Dataset entries
※

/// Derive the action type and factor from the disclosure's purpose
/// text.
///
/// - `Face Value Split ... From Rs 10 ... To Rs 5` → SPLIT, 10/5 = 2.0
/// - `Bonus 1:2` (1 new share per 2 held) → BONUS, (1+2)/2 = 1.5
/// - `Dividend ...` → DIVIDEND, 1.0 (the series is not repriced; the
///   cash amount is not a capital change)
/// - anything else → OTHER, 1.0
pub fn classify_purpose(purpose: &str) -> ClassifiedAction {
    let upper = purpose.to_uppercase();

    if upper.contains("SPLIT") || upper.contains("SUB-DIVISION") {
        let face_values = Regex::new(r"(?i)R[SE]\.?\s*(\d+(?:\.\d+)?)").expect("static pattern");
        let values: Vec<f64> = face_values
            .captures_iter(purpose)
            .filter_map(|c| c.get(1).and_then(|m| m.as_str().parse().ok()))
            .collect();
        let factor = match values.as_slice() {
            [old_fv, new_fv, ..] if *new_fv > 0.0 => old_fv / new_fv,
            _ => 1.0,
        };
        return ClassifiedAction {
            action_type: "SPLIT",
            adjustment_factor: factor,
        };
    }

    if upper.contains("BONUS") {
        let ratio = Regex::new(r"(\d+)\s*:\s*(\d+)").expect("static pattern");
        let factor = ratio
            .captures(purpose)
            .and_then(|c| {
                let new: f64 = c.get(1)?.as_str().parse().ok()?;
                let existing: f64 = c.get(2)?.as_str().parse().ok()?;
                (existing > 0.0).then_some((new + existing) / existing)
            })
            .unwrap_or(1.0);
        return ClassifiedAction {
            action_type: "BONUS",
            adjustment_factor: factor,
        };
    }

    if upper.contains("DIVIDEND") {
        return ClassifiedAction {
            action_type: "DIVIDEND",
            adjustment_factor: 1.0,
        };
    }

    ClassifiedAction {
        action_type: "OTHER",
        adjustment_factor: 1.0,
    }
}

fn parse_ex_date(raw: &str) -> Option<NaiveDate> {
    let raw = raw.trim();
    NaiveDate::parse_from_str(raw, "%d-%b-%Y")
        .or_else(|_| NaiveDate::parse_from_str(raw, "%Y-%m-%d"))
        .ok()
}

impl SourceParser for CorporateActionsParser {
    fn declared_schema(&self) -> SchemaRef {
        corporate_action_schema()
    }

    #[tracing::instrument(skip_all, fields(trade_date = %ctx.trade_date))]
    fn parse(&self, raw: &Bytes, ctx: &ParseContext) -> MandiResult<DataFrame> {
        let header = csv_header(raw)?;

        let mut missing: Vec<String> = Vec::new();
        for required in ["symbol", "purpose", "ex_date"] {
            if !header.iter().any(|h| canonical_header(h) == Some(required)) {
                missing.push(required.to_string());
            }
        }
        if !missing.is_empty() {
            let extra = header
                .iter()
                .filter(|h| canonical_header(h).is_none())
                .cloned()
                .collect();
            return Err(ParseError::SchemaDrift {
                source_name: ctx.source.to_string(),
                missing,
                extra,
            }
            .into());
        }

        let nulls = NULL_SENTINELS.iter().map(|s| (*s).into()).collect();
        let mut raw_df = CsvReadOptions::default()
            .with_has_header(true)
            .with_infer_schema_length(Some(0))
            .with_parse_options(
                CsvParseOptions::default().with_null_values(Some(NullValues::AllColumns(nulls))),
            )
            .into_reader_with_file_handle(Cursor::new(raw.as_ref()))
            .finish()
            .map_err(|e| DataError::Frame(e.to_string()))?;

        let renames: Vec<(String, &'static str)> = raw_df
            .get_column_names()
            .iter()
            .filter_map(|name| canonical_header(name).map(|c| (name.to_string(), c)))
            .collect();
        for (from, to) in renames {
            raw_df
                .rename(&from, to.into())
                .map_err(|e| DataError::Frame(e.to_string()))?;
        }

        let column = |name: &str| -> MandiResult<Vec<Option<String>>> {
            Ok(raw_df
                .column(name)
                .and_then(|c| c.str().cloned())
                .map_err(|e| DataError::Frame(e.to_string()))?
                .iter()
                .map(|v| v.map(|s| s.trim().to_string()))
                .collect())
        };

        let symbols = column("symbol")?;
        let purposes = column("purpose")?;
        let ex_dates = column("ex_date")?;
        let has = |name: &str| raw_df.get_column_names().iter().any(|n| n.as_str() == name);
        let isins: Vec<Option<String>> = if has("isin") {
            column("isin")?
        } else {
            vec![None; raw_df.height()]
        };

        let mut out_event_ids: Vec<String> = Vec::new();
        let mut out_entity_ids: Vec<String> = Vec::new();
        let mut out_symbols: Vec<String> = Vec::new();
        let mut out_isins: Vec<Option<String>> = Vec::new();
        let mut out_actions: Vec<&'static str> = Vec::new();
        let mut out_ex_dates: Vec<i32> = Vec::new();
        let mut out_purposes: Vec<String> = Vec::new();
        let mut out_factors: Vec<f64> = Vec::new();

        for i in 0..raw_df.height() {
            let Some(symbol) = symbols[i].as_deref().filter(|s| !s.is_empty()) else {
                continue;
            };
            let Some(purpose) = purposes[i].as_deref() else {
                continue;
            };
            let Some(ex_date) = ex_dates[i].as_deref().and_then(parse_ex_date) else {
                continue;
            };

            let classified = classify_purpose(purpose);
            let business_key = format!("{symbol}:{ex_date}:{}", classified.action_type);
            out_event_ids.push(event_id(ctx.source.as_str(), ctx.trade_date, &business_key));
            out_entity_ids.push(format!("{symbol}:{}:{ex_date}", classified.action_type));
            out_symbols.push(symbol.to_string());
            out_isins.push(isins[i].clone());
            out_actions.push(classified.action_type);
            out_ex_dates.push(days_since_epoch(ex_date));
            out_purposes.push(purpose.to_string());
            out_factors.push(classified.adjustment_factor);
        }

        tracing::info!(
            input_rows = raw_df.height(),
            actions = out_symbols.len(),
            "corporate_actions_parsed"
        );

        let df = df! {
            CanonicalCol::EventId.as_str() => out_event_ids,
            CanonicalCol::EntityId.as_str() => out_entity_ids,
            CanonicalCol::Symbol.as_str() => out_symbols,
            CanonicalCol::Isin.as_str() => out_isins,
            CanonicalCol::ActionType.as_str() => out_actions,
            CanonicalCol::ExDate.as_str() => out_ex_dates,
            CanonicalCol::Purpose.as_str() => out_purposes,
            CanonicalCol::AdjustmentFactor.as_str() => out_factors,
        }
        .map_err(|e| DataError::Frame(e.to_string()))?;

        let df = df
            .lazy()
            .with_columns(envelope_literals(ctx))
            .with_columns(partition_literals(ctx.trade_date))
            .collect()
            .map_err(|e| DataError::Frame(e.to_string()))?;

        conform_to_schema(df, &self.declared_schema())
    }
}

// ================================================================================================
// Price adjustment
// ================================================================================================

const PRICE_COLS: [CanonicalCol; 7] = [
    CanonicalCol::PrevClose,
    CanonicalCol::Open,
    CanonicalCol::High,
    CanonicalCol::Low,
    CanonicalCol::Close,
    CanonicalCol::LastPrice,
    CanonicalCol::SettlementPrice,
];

※

*Task*: Scan the lines above for the word "expect". Return each one that has it.

*Response for this exercise*:
        let face_values = Regex::new(r"(?i)R[SE]\.?\s*(\d+(?:\.\d+)?)").expect("static pattern");
        let ratio = Regex::new(r"(\d+)\s*:\s*(\d+)").expect("static pattern");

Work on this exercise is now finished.